Provided material:
╭──

//! Port contracts for identity management.
//!
//! Ports define infrastructure-agnostic interfaces used by identity services.

pub mod repository;
pub mod session;

pub use repository::{UserRepository, UserRepositoryError, UserRepositoryResult};
pub use session::{SessionStore, SessionStoreError, SessionStoreResult};
//! Unit tests for the project module.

╰──

Try it:
At the line containing "by identity services.", start copying. Continue exactly through the final line of the entries above and stop there.

Solved exercise:
//! Ports define infrastructure-agnostic interfaces used by identity services.

pub mod repository;
pub mod session;

pub use repository::{UserRepository, UserRepositoryError, UserRepositoryResult};
pub use session::{SessionStore, SessionStoreError, SessionStoreResult};
//! Unit tests for the project module.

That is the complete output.